Table 7: ARDL-UECM Models Diagnostic Tests
| LM Test Statistics Results | LnGDP | LnCO2 | PG | LnTE | LnEC |
|---|---|---|---|---|---|
| R-Square | 97.9% | 97.5% | 99.8% | 99.0% | 98.9% |
| Serial Correlation: CHSQ(1) | 2.337 [0.126] | 0.414 [0.520] | 0.166 [0.683] | 1.045 [0.307] | 1.492 [0.222] |
| Functional Form: CHSQ(1) | 0.091 [0.763] | 0.085 [0.771] | 0.204 [0.651] | 1.394 [0.122] | 2.641 [0.092] |
| Normality: CHSQ(2) | 1.516 [0.469] | 0.333 [0.846] | 1.055 [0.590] | 2.758 [0.252] | 1.727 [0.422] |
| Heteroscedasticity: CHSQ(1) | 0.002 [0.968] | 2.197 [0.138] | 0.095 [0.758] | 0.330 [0.565] | 0.939 [0.333] |
The paper empirically analyses the causal relationship between CO2 emission, population growth, energy consumption and economic growth in South Africa for the period from 1971 to 2014. The paper employs the ARDL-bounds testing approach of co-integration and unrestricted error correction model (UECM) using a multivariate Granger-Causality methodology to investigate the causal relationship between the variables.
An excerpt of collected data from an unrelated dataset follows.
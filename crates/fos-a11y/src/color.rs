//! Color contrast
//!
//! Effective text and background colors of an element, blended through
//! opacity and stacked backgrounds, and the WCAG contrast thresholds.
//! When a color cannot be determined reliably the query returns `None`
//! and records why in the tree cache.

use crate::grid::get_element_stack;
use fos_css::Color;
use fos_css::LengthContext;
use fos_vdom::{VNodeId, VirtualNode, VirtualTree};
use std::fmt;

/// Why a color could not be computed
#[derive(Debug, Clone, Copy, PartialEq, Eq)]
pub enum IncompleteReason {
    /// A background image sits behind the text
    BgImage,
    /// A gradient sits behind the text
    BgGradient,
    /// Another element partially covers the text's background
    BgOverlap,
    /// Foreground and background are the same color
    EqualRatio,
}

impl IncompleteReason {
    pub fn as_str(self) -> &'static str {
        match self {
            Self::BgImage => "bgImage",
            Self::BgGradient => "bgGradient",
            Self::BgOverlap => "bgOverlap",
            Self::EqualRatio => "equalRatio",
        }
    }
}

impl fmt::Display for IncompleteReason {
    fn fmt(&self, f: &mut fmt::Formatter<'_>) -> fmt::Result {
        f.write_str(self.as_str())
    }
}

/// Which color an incomplete reason applies to
#[derive(Debug, Clone, Copy, PartialEq, Eq)]
pub enum ColorKind {
    Foreground,
    Background,
}

impl ColorKind {
    fn cache_key(self) -> &'static str {
        match self {
            Self::Foreground => "incompleteData:fgColor",
            Self::Background => "incompleteData:bgColor",
        }
    }
}

pub fn set_incomplete_reason(tree: &VirtualTree, kind: ColorKind, reason: Option<IncompleteReason>) {
    if let Err(err) = tree.cache().set(kind.cache_key(), reason) {
        tracing::warn!("Failed to record incomplete color data: {}", err);
    }
}

/// Last recorded reason for an undeterminable color
pub fn incomplete_reason(tree: &VirtualTree, kind: ColorKind) -> Option<IncompleteReason> {
    tree.cache()
        .get::<IncompleteReason>(kind.cache_key())
        .flatten()
        .map(|reason| *reason)
}

pub fn clear_incomplete_data(tree: &VirtualTree) {
    set_incomplete_reason(tree, ColorKind::Foreground, None);
    set_incomplete_reason(tree, ColorKind::Background, None);
}

/// WCAG luminance and contrast math
#[derive(Debug)]
pub struct ContrastChecker;

impl ContrastChecker {
    /// Relative luminance
    pub fn luminance(color: &Color) -> f64 {
        fn channel(c: f64) -> f64 {
            let c = c / 255.0;
            if c <= 0.03928 { c / 12.92 } else { ((c + 0.055) / 1.055).powf(2.4) }
        }
        0.2126 * channel(color.red) + 0.7152 * channel(color.green) + 0.0722 * channel(color.blue)
    }

    /// Contrast ratio between two luminances
    pub fn contrast_ratio(l1: f64, l2: f64) -> f64 {
        let (lighter, darker) = if l1 > l2 { (l1, l2) } else { (l2, l1) };
        (lighter + 0.05) / (darker + 0.05)
    }

    /// Contrast of a (possibly translucent) foreground over a background
    pub fn contrast(fg: &Color, bg: &Color) -> f64 {
        let fg = if fg.is_opaque() { *fg } else { fg.blend_over(bg) };
        Self::contrast_ratio(Self::luminance(&fg), Self::luminance(bg))
    }

    /// WCAG AA: 4.5:1, or 3:1 for large text
    pub fn meets_aa(ratio: f64, large_text: bool) -> bool {
        if large_text { ratio >= 3.0 } else { ratio >= 4.5 }
    }

    /// WCAG AAA: 7:1, or 4.5:1 for large text
    pub fn meets_aaa(ratio: f64, large_text: bool) -> bool {
        if large_text { ratio >= 4.5 } else { ratio >= 7.0 }
    }
}

/// Outcome of a contrast comparison
#[derive(Debug, Clone, Copy, PartialEq)]
pub struct ContrastResult {
    pub is_valid: bool,
    pub contrast_ratio: f64,
    pub expected_contrast_ratio: f64,
}

/// Text at least 18pt, or 14pt when bold, is large
pub fn is_large_text(font_size_px: f64, is_bold: bool) -> bool {
    let points = font_size_px * 72.0 / 96.0;
    points >= 18.0 || (is_bold && points >= 14.0)
}

pub fn has_valid_contrast_ratio(bg: &Color, fg: &Color, font_size_px: f64, is_bold: bool) -> ContrastResult {
    let contrast_ratio = ContrastChecker::contrast(fg, bg);
    let large = is_large_text(font_size_px, is_bold);
    let expected_contrast_ratio = if large { 3.0 } else { 4.5 };
    let truncated = (contrast_ratio * 100.0).floor() / 100.0;
    ContrastResult {
        is_valid: truncated >= expected_contrast_ratio,
        contrast_ratio,
        expected_contrast_ratio,
    }
}

/// Product of the opacities of the element and its ancestors in the same
/// document
pub fn get_opacity(tree: &VirtualTree, id: VNodeId) -> f64 {
    chain(tree, id)
        .iter()
        .filter_map(|a| tree.get(*a).and_then(VirtualNode::computed_style))
        .map(|s| s.opacity())
        .product()
}

fn chain(tree: &VirtualTree, id: VNodeId) -> Vec<VNodeId> {
    let document = tree.get(id).map(|n| tree.document_scope(n.scope()));
    std::iter::once(id)
        .chain(tree.ancestors(id))
        .take_while(|a| tree.get(*a).map(|n| tree.document_scope(n.scope())) == document)
        .filter(|a| tree.get(*a).is_some_and(VirtualNode::is_element))
        .collect()
}

/// Background painted by one element, faded by its own opacity
fn own_background(node: &VirtualNode) -> Option<Color> {
    let style = node.computed_style()?;
    let color = style.background_color();
    Some(color.with_alpha(color.alpha * style.opacity()))
}

/// Elements painted behind the node, the node first. Uses the element
/// stack when layout is available, the ancestor chain otherwise.
fn background_stack(tree: &VirtualTree, id: VNodeId) -> Vec<VNodeId> {
    let stack = get_element_stack(tree, id);
    match stack.iter().position(|e| *e == id) {
        Some(start) => stack[start..].to_vec(),
        None => chain(tree, id),
    }
}

/// Opaque color behind the element's text, or `None` (with the reason
/// recorded) when an image or a partial overlap makes it unknowable
pub fn get_background_color(tree: &VirtualTree, id: VNodeId) -> Option<Color> {
    let rect = tree.get(id).and_then(VirtualNode::bounding_client_rect);
    let mut layers = Vec::new();
    for element in background_stack(tree, id) {
        let Some(node) = tree.get(element) else { continue };
        let Some(style) = node.computed_style() else { continue };
        if let Some(image) = style.background_image() {
            let reason = if image.contains("gradient(") {
                IncompleteReason::BgGradient
            } else {
                IncompleteReason::BgImage
            };
            set_incomplete_reason(tree, ColorKind::Background, Some(reason));
            return None;
        }
        let Some(color) = own_background(node) else { continue };
        if color.is_transparent() {
            continue;
        }
        let covers = tree.contains(element, id)
            || match (node.bounding_client_rect(), rect) {
                (Some(own), Some(target)) => own.contains_rect(&target),
                _ => true,
            };
        if !covers {
            set_incomplete_reason(tree, ColorKind::Background, Some(IncompleteReason::BgOverlap));
            return None;
        }
        layers.push(color);
        if color.is_opaque() {
            break;
        }
    }
    let color = layers
        .iter()
        .rev()
        .fold(Color::WHITE, |backdrop, layer| layer.blend_over(&backdrop));
    Some(color)
}

/// Opaque text color, blended over `bg_color` (or the computed background)
/// when the text is translucent
pub fn get_foreground_color(tree: &VirtualTree, id: VNodeId, bg_color: Option<Color>) -> Option<Color> {
    let node = tree.get(id)?;
    let style = node.computed_style()?;
    let color = style.color();
    let fg = color.with_alpha(color.alpha * get_opacity(tree, id));
    if fg.is_opaque() {
        return Some(fg);
    }
    let bg = match bg_color.or_else(|| get_background_color(tree, id)) {
        Some(bg) => bg,
        None => {
            set_incomplete_reason(tree, ColorKind::Foreground, incomplete_reason(tree, ColorKind::Background));
            return None;
        }
    };
    Some(fg.blend_over(&bg))
}

/// Colors of the element's text shadows, with alpha estimated from how far
/// the blur spreads relative to the font size. Shadows offset further
/// than their blur do not sit behind the glyphs and come back transparent.
pub fn get_text_shadow_colors(tree: &VirtualTree, id: VNodeId) -> Vec<Color> {
    let Some(style) = tree.get(id).and_then(VirtualNode::computed_style) else {
        return Vec::new();
    };
    let font_size = style.font_size();
    let cx = LengthContext {
        font_size,
        ..LengthContext::default()
    };
    let current = style.color();
    style
        .text_shadows()
        .unwrap_or_default()
        .into_iter()
        .map(|shadow| {
            let color = shadow.color.unwrap_or(current);
            let blur = shadow.blur.to_px(&cx);
            let offset_x = shadow.offset_x.to_px(&cx).abs();
            let offset_y = shadow.offset_y.to_px(&cx).abs();
            if offset_x > blur || offset_y > blur {
                return color.with_alpha(0.0);
            }
            color.with_alpha(blur_alpha(blur, font_size) * color.alpha)
        })
        .collect()
}

/// Estimated coverage of a shadow blurred by `blur` pixels. A sharp
/// shadow covers fully.
fn blur_alpha(blur: f64, font_size: f64) -> f64 {
    if blur == 0.0 {
        return 1.0;
    }
    0.185 / (blur / font_size + 0.4)
}
//! Text alternatives: images and buttons

use crate::check::{CheckContext, Evaluation};
use crate::matcher::MatchContext;
use crate::registry::Registry;
use fos_a11y::standards::RoleType;
use fos_a11y::{aria_label, arialabelledby_text, content_text, get_explicit_role, get_role, get_role_type, A11yError};
use serde_json::json;

const PRESENTATIONAL: &[&str] = &["none", "presentation"];

pub(super) fn register(registry: &mut Registry) {
    registry
        .add_evaluate("has-alt", has_alt)
        .add_evaluate("aria-label", |cx| Ok(aria_label(cx.vnode()).is_some().into()))
        .add_evaluate("aria-labelledby", aria_labelledby)
        .add_evaluate("non-empty-title", non_empty_title)
        .add_evaluate("presentational-role", presentational_role)
        .add_evaluate("alt-space-value", alt_space_value)
        .add_evaluate("button-has-visible-text", button_has_visible_text)
        .add_matches("no-explicit-name-required-matches", no_explicit_name_required);
}

fn has_alt(cx: &mut CheckContext<'_>) -> anyhow::Result<Evaluation> {
    Ok(cx.vnode().has_attr("alt").into())
}

/// Labelled by other elements. Unresolvable references cannot be judged.
fn aria_labelledby(cx: &mut CheckContext<'_>) -> anyhow::Result<Evaluation> {
    match arialabelledby_text(cx.tree(), cx.node()) {
        Ok(text) => Ok((!text.is_empty()).into()),
        Err(A11yError::NonDomNode { .. }) => Ok(Evaluation::incomplete()),
        Err(e) => Err(e.into()),
    }
}

fn non_empty_title(cx: &mut CheckContext<'_>) -> anyhow::Result<Evaluation> {
    match cx.vnode().attr("title").map(str::trim) {
        None => {
            cx.data(json!({ "messageKey": "noAttr" }));
            Ok(false.into())
        }
        Some("") => {
            cx.data(json!({ "messageKey": "emptyAttr" }));
            Ok(false.into())
        }
        Some(_) => Ok(true.into()),
    }
}

/// Declared `none` or `presentation` and nothing overrides it
fn presentational_role(cx: &mut CheckContext<'_>) -> anyhow::Result<Evaluation> {
    let Some(explicit) = get_explicit_role(cx.tree(), cx.node()).filter(|r| PRESENTATIONAL.contains(r)) else {
        return Ok(false.into());
    };
    let resolved = get_role(cx.tree(), cx.node());
    cx.data(json!({ "role": explicit }));
    Ok((resolved == Some(explicit)).into())
}

/// `alt` made of whitespace only reads as a name to some screen readers
fn alt_space_value(cx: &mut CheckContext<'_>) -> anyhow::Result<Evaluation> {
    let alt = cx.vnode().attr("alt");
    Ok(alt.is_some_and(|v| !v.is_empty() && v.trim().is_empty()).into())
}

fn button_has_visible_text(cx: &mut CheckContext<'_>) -> anyhow::Result<Evaluation> {
    match content_text(cx.tree(), cx.node()) {
        Ok(text) => {
            if !text.is_empty() {
                cx.data(json!(text));
            }
            Ok((!text.is_empty()).into())
        }
        Err(A11yError::NonDomNode { .. }) => Ok(Evaluation::incomplete()),
        Err(e) => Err(e.into()),
    }
}

/// Widget roles carry their own naming rules
fn no_explicit_name_required(cx: &MatchContext<'_>) -> bool {
    match get_explicit_role(cx.tree, cx.node) {
        None => true,
        Some(role) => !matches!(get_role_type(role), Some(RoleType::Widget | RoleType::Composite)),
    }
}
The paper finds that energy usage and electricity consumption Granger-cause economic growth in South Africa but only in the short run. Additionally, the paper finds that, economic growth, population growth and energy consumption Granger-cause CO2 emission as expected in the transmission mechanism.
For sustainable economic growth in South Africa, the policy implications arising from the findings in this paper, therefore, are that, for population growth control measures, policymakers should target both short and long run effective policies in order to reduce the amount of CO2 emissions in South Africa. Furthermore, policies directed at the expansion of electricity production must be intensified in South Africa in order to cope with the expected demand. Finally, given that population growth has an impact on electricity consumption and energy usage with its related CO2 emission in South Africa, policies should be geared towards environmentally friendly economic growth through enhancement and consumption of cleaner energy and incorporating policies on population growth, urbanization and industrialisation.